I can adjust the room's description as necessary, but I haven't a clue what the requirements might be.

onesecondglance
07-10-2012, 01:15 AM
I'm not an acoustician - but I'd guess they weren't either, in the 1880s. A reasonably large, room with neither a particularly high nor particularly low ceiling, without too many absorbing surfaces (so not too many fabrics) would be about as far as you could go without modern knowledge of sound.

Orianna2000
07-10-2012, 01:32 AM
My (admittedly brief) research indicates that great strides in acoustics took place in the 18th and 19th centuries. The Theory of Sound was published in 1877, so my guess would be that they probably had a fairly good grasp of acoustics in 1881. They wouldn't have had modern technologies, of course, but all I need is for them to choose the best possible room for playing the piano and singing. :)

In any case, a large room with as little upholstery as possible? Would windows make a difference? Or the type of walls and floor? (wood vs. stone vs. plaster, etc.)

Buffysquirrel
07-10-2012, 04:47 AM
Heck, the ROMANS built ampitheatres where you could hear clearly at the back.

espresso5
07-10-2012, 06:54 AM
Is the primary purpose of this room strictly the quality of music, or does the ability to play with minimal disturbance to other people in the house have any weight in the decision?
If it's only the quality of music, then I'm guessing location in the house wouldn't matter so much, but wood panelling would probably be better than stone and strategically aranged carpet could act as baffles. Larger is probably better than small. I'm assuming windows would be a downside, since every auditorium and theater I've ever been in has been windowless.

onesecondglance
07-10-2012, 01:32 PM
Perhaps I should have phrased that better - I'm saying that it's hard enough these days to find an architect with a decent knowledge of acoustics, so what are the chances of them spending serious time designing a room or even thinking about it?

I mean, it's not like they have sine generators to try and spot errant room modes. So it would be broad stroke stuff. I'm more than willing to accept the idea of a music room in a house, but the cynic in me believes it would be chosen on convenience rather than a detailed appraisal of sonic characteristics.

Buffy - that's a good point, but amphitheatres mimic natural structures in a way an interior room cannot.

Orianna2000
07-10-2012, 03:51 PM
Is the primary purpose of this room strictly the quality of music, or does the ability to play with minimal disturbance to other people in the house have any weight in the decision?

Everyone in the house is a musician, so they don't mind hearing the music/singing. Quality is of the highest concern.


Perhaps I should have phrased that better - I'm saying that it's hard enough these days to find an architect with a decent knowledge of acoustics, so what are the chances of them spending serious time designing a room or even thinking about it?
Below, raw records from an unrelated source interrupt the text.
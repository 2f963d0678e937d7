use statrs::statistics::Statistics;

/// Index of the first element whose key is not less than `value`.
///
/// # Example
///
/// ```
/// use envcore::algorithm::utility::lower_bound;
///
/// let mz = vec![100.0, 200.0, 300.0];
/// assert_eq!(lower_bound(&mz, 150.0, |x| *x), 1);
/// assert_eq!(lower_bound(&mz, 200.0, |x| *x), 1);
/// assert_eq!(lower_bound(&mz, 400.0, |x| *x), 3);
/// ```
pub fn lower_bound<T, F>(sorted: &[T], value: f64, key: F) -> usize
where
    F: Fn(&T) -> f64,
{
    sorted.partition_point(|element| key(element) < value)
}

/// Index of the element whose key is closest to `value`, the lower one on a tie.
///
/// Returns 0 for an empty slice, callers must check emptiness themselves.
///
/// # Example
///
/// ```
/// use envcore::algorithm::utility::find_nearest_index;
///
/// let mz = vec![100.0, 200.0, 300.0];
/// assert_eq!(find_nearest_index(&mz, 90.0, |x| *x), 0);
/// assert_eq!(find_nearest_index(&mz, 240.0, |x| *x), 1);
/// assert_eq!(find_nearest_index(&mz, 250.0, |x| *x), 1);
/// assert_eq!(find_nearest_index(&mz, 251.0, |x| *x), 2);
/// assert_eq!(find_nearest_index(&mz, 900.0, |x| *x), 2);
/// ```
pub fn find_nearest_index<T, F>(sorted: &[T], value: f64, key: F) -> usize
where
    F: Fn(&T) -> f64,
{
    let upper = lower_bound(sorted, value, &key);
    if upper == 0 {
        return 0;
    }
    if upper == sorted.len() {
        return sorted.len() - 1;
    }
    let below = upper - 1;
    if key(&sorted[upper]) - value < value - key(&sorted[below]) {
        upper
    } else {
        below
    }
}

/// Pearson correlation coefficient of two equally long samples.
///
/// NaN when the samples differ in length, hold fewer than two values,
/// or either sample is constant.
///
/// # Example
///
/// ```
/// use envcore::algorithm::utility::pearson_correlation;
///
/// let r = pearson_correlation(&[1.0, 2.0, 3.0], &[2.0, 4.0, 6.5]);
/// assert!(r > 0.99);
/// assert!(pearson_correlation(&[1.0, 1.0], &[0.5, 0.7]).is_nan());
/// ```
pub fn pearson_correlation(a: &[f64], b: &[f64]) -> f64 {
    if a.len() != b.len() || a.len() < 2 {
        return f64::NAN;
    }

    let std_a = a.iter().std_dev();
    let std_b = b.iter().std_dev();
    if std_a == 0.0 || std_b == 0.0 {
        return f64::NAN;
    }

    a.iter().covariance(b.iter()) / (std_a * std_b)
}
#[test]
fn test_vector_padding_lane_untouched() {
    let fx = material_effect();
    let mut ctx = fixture_context();
    let mut object = compiled(&mut ctx, &fx, TECHNIQUE);

    fx.parameter_by_name("lit").unwrap().set(true).unwrap();
    fx.parameter_by_name("tint").unwrap().set(Vec3::new(0.5, 0.25, 0.125)).unwrap();
    object.bind(&mut ctx);

    let cb = object.constant_buffer("global_cb").unwrap();
    assert_eq!(cb.read_f32(offsets::TINT), Some(0.5));
    assert_eq!(cb.read_f32(offsets::TINT + 4), Some(0.25));
    assert_eq!(cb.read_f32(offsets::TINT + 8), Some(0.125));
    // The lane after a float3 belongs to `lit`.
    assert_eq!(cb.read_f32(offsets::LIT), Some(1.0));
}

// ============================================================================
// Dirty tracking and uploads
// ============================================================================

#[test]
fn test_every_bind_uploads_once() {
    let fx = material_effect();
    let mut ctx = fixture_context();
    let mut object = compiled(&mut ctx, &fx, TECHNIQUE);
    let global = cbuffer_id(&ctx, offsets::GLOBAL_SIZE);

    object.bind(&mut ctx);
    assert!(!object.constant_buffer("global_cb").unwrap().is_dirty());
    assert_eq!(uploads_to(&ctx, global), 1);

    // No value changed; the buffer is still re-marked and re-uploaded.
    object.bind(&mut ctx);
    assert!(!object.constant_buffer("global_cb").unwrap().is_dirty());
    assert_eq!(uploads_to(&ctx, global), 2);
}

#[test]
fn test_bind_call_order() {
    let fx = material_effect();
    let mut ctx = fixture_context();
    let mut object = compiled(&mut ctx, &fx, TECHNIQUE);
    ctx.clear_calls();

    object.bind(&mut ctx);
    let calls = ctx.take_calls();
    let program_at = calls
        .iter()
        .position(|c| matches!(c, NativeCall::SetProgram { .. }))
        .unwrap();
    assert!(calls[..program_at]
        .iter()
        .all(|c| matches!(c, NativeCall::UpdateConstantBuffer { .. })));
    assert!(calls[program_at + 1..]
        .iter()
        .all(|c| !matches!(c, NativeCall::UpdateConstantBuffer { .. })));
    assert!(calls.iter().any(|c| matches!(
        c,
        NativeCall::SetConstantBuffers { stage: ShaderStage::Vertex, buffers } if buffers.len() == 1
    )));
}

// ============================================================================
// Invalid objects
// ============================================================================

#[test]
fn test_failed_compile_makes_bind_a_no_op() {
    let fx = material_effect();
    let mut ctx = fixture_context();
    let mut object = ShaderObject::new(ShaderSettings::default());

    let err = object.set_shader(&mut ctx, &fx, "Broken", 0).unwrap_err();
    assert!(matches!(
        err,
        GraphicsError::CompilationFailed { stage: ShaderStage::Pixel, .. }
    ));
    assert_eq!(object.state(), ShaderObjectState::Invalid);
    assert!(!object.is_stage_valid(ShaderStage::Pixel));

    ctx.clear_calls();
    object.bind(&mut ctx);
    object.unbind(&mut ctx);
    assert!(ctx.calls().is_empty());
}

#[test]
fn test_link_failure_is_invalid() {
    let fx = material_effect();
    let mut ctx = fixture_context();
    ctx.set_fail_link(true);
    let mut object = ShaderObject::new(ShaderSettings::default());

    let err = object.set_shader(&mut ctx, &fx, TECHNIQUE, 0).unwrap_err();
    assert!(matches!(err, GraphicsError::LinkFailed(_)));
    assert!(!object.is_valid());
}

#[test]
fn test_shared_buffer_layout_conflict_fails_link() {
    let layout = |stage, offset| {
        StageReflection::new(stage).with_constant_buffer(
            "global_cb",
            0,
            offsets::GLOBAL_SIZE,
            vec![ReflectedVariable::scalar("exposure", 0, offset, ScalarType::Float)],
        )
    };
    let mut ctx = DummyContext::with_compiler(Box::new(
        DummyCompiler::new()
            .with_stage("DrawVS", layout(ShaderStage::Vertex, 0))
            .with_stage("DrawPS", layout(ShaderStage::Pixel, offsets::EXPOSURE)),
    ));
    let fx = material_effect();
    let mut object = ShaderObject::new(ShaderSettings::default());

    let err = object.set_shader(&mut ctx, &fx, TECHNIQUE, 0).unwrap_err();
    assert!(matches!(err, GraphicsError::LinkFailed(_)), "{err:?}");
    assert!(!object.is_valid());
}

#[test]
fn test_unknown_technique_is_invalid() {
    let fx = material_effect();
    let mut ctx = fixture_context();
    let mut object = ShaderObject::new(ShaderSettings::default());
    assert!(object.set_shader(&mut ctx, &fx, "Missing", 0).is_err());
    assert_eq!(object.state(), ShaderObjectState::Invalid);
}

#[test]
fn test_recompile_recovers_from_invalid() {
    let fx = material_effect();
    let mut ctx = fixture_context();
    let mut object = ShaderObject::new(ShaderSettings::default());
    assert!(object.set_shader(&mut ctx, &fx, "Broken", 0).is_err());
    object.set_shader(&mut ctx, &fx, TECHNIQUE, 0).unwrap();
    assert!(object.is_valid());
}

#[test]
fn test_texture_dimension_mismatch_is_invalid() {
    let mut desc = material_descriptor();
    let albedo = desc.parameters.iter_mut().find(|p| p.name == "albedo_tex").unwrap();
    albedo.ty = ParameterType::Texture(TextureDimension::Cube);
    let fx = Effect::from_descriptor(desc).unwrap();
    let mut ctx = fixture_context();
    let mut object = ShaderObject::new(ShaderSettings::default());

    let err = object.set_shader(&mut ctx, &fx, TECHNIQUE, 0).unwrap_err();
    match err {
        GraphicsError::TypeMismatch { name, .. } => assert_eq!(name, "albedo_tex"),
        other => panic!("unexpected error {other:?}"),
    }
    assert!(!object.is_valid());

    // Combined slots check the texture side too.
    assert!(matches!(
        object.set_shader(&mut ctx, &fx, "Combined", 0),
        Err(GraphicsError::TypeMismatch { .. })
    ));
}

// ============================================================================
// Unresolved names
// ============================================================================

#[test]
fn test_unresolved_resource_is_error_by_default() {
    let fx = material_effect();
    let mut ctx = fixture_context();
    let mut object = ShaderObject::new(ShaderSettings::default());

    let err = object.set_shader(&mut ctx, &fx, "Legacy", 0).unwrap_err();
    match err {
        GraphicsError::UnresolvedParameter { name, stage } => {
            assert_eq!(name, "shadow_tex");
            assert_eq!(stage, ShaderStage::Pixel);
        }
        other => panic!("unexpected error {other:?}"),
    }
}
The guy who owns the house is a musical genius who dabbles in architecture in his spare time, so he could conceivably design the perfect music room and retrofit the house. I'm not taking it that far, though. Right now, it's simply a matter of his wife moving into the house and trying to decide which room to call their music room. She's an opera singer, so she knows a little something about music and acoustics, but for the most part, she's choosing the room based on size and how it sounds when she sings in it. Once the husband arrives, he can renovate the room however he likes.

onesecondglance
07-10-2012, 05:37 PM
The guy who owns the house is a musical genius who dabbles in architecture in his spare time, so he could conceivably design the perfect music room and retrofit the house. I'm not taking it that far, though. Right now, it's simply a matter of his wife moving into the house and trying to decide which room to call their music room. She's an opera singer, so she knows a little something about music and acoustics, but for the most part, she's choosing the room based on size and how it sounds when she sings in it. Once the husband arrives, he can renovate the room however he likes.
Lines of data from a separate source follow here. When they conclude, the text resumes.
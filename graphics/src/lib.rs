//! # KlayGE Graphics
//!
//! Shader parameter binding and constant-buffer management for effects.
//!
//! ## Overview
//!
//! This crate provides:
//! - [`Effect`] - parameters, techniques and passes loaded from a description
//! - [`ShaderObject`] - one compiled pass that copies parameter values into
//!   constant buffers and resource slots on every bind
//! - [`RenderContext`] - trait for backend implementations
//! - Multiple backend support: wgpu and Dummy (for testing)
//!
//! ## Example
//!
//! ```ignore
//! use klayge_graphics::{DummyContext, Effect, ShaderObject, ShaderSettings};
//!
//! let effect = Effect::from_ron(&text)?;
//! let mut ctx = DummyContext::new();
//! let mut object = ShaderObject::new(ShaderSettings::default());
//! object.set_shader(&mut ctx, &effect, "Tonemap", 0)?;
//! effect.parameter_by_name("exposure").unwrap().set(2.5f32)?;
//! object.bind(&mut ctx);
//! ```

pub mod backend;
pub mod config;
pub mod effect;
pub mod error;
pub mod resources;
pub mod shader;
pub mod types;

// Re-export main types for convenience
pub use backend::dummy::{DummyCompiler, DummyContext, NativeCall};
pub use backend::{GpuBuffer, GpuProgram, GpuSampler, GpuTexture, ProgramStage, RenderContext};
pub use config::{ShaderSettings, UnresolvedPolicy};
pub use effect::{
    CombinedSampler, Effect, EffectDescriptor, EffectParameter, ParameterType, Pass, ShaderDesc,
    Technique,
};
pub use error::GraphicsError;
pub use resources::{Buffer, ResourceId, Sampler, Texture};
pub use shader::{
    CacheSnapshot, NagaCompiler, ShaderCache, ShaderCompiler, ShaderObject, ShaderObjectState,
    StageReflection,
};
pub use types::{
    BufferDescriptor, PerStage, SamplerDescriptor, ScalarType, ShaderStage, ShaderStageFlags,
    TextureDescriptor, TextureDimension, TextureFormat,
};

#[cfg(feature = "wgpu-backend")]
pub use backend::wgpu_backend::WgpuContext;

/// Graphics library version
pub const VERSION: &str = env!("CARGO_PKG_VERSION");

/// Initialize the graphics subsystem.
///
/// Logs the crate version and the backends compiled in.
pub fn init() {
    log::info!(
        "KlayGE Graphics v{} initialized (gpu backend: {})",
        VERSION,
        backend::has_gpu_backend()
    );
}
OK - you can ignore me then (if you hadn't already) :)

BardSkye
07-10-2012, 06:00 PM
I think she would be looking for high ceilings and hard surfaces, relatively large space but not the size of a ballroom. That combination will bounce the character's voice around to create overtones and make it sound terrific. If she's an opera singer, she'll have a good understanding of acoustics simply from experience.

Orianna2000
07-10-2012, 06:33 PM
Okay, thanks everyone!

BDSEmpire
07-11-2012, 01:21 PM
The best room I ever sang in was circular with a high ceiling and painted walls. The sound of our voices circled up into the heavens and bounced down at us and filled the room in a way we had never heard before. It was gorgeous and we have never sounded better.

The room was probably fifteen feet across at most with a very tall ceiling. It was meant for a string quartet or small choir. It was at a church in downtown Portland but I bet you could find a similar room in a mansion.

Orianna2000
07-11-2012, 03:51 PM
The best room I ever sang in was circular with a high ceiling and painted walls. The sound of our voices circled up into the heavens and bounced down at us and filled the room in a way we had never heard before. It was gorgeous and we have never sounded better.

The room was probably fifteen feet across at most with a very tall ceiling. It was meant for a string quartet or small choir. It was at a church in downtown Portland but I bet you could find a similar room in a mansion.

It's a 18th century manor house, so I'm not sure if any of the rooms would be round (I'd have to check blueprints to see if that's possible) but I can definitely give them a high ceiling and a smallish room. Thanks!

Siri Kirpal
07-11-2012, 10:20 PM
Sat Nam! (literally "Truth Name"--a Sikh greeting)

You don't want the ceiling too low. That can be an acoustic fiasco.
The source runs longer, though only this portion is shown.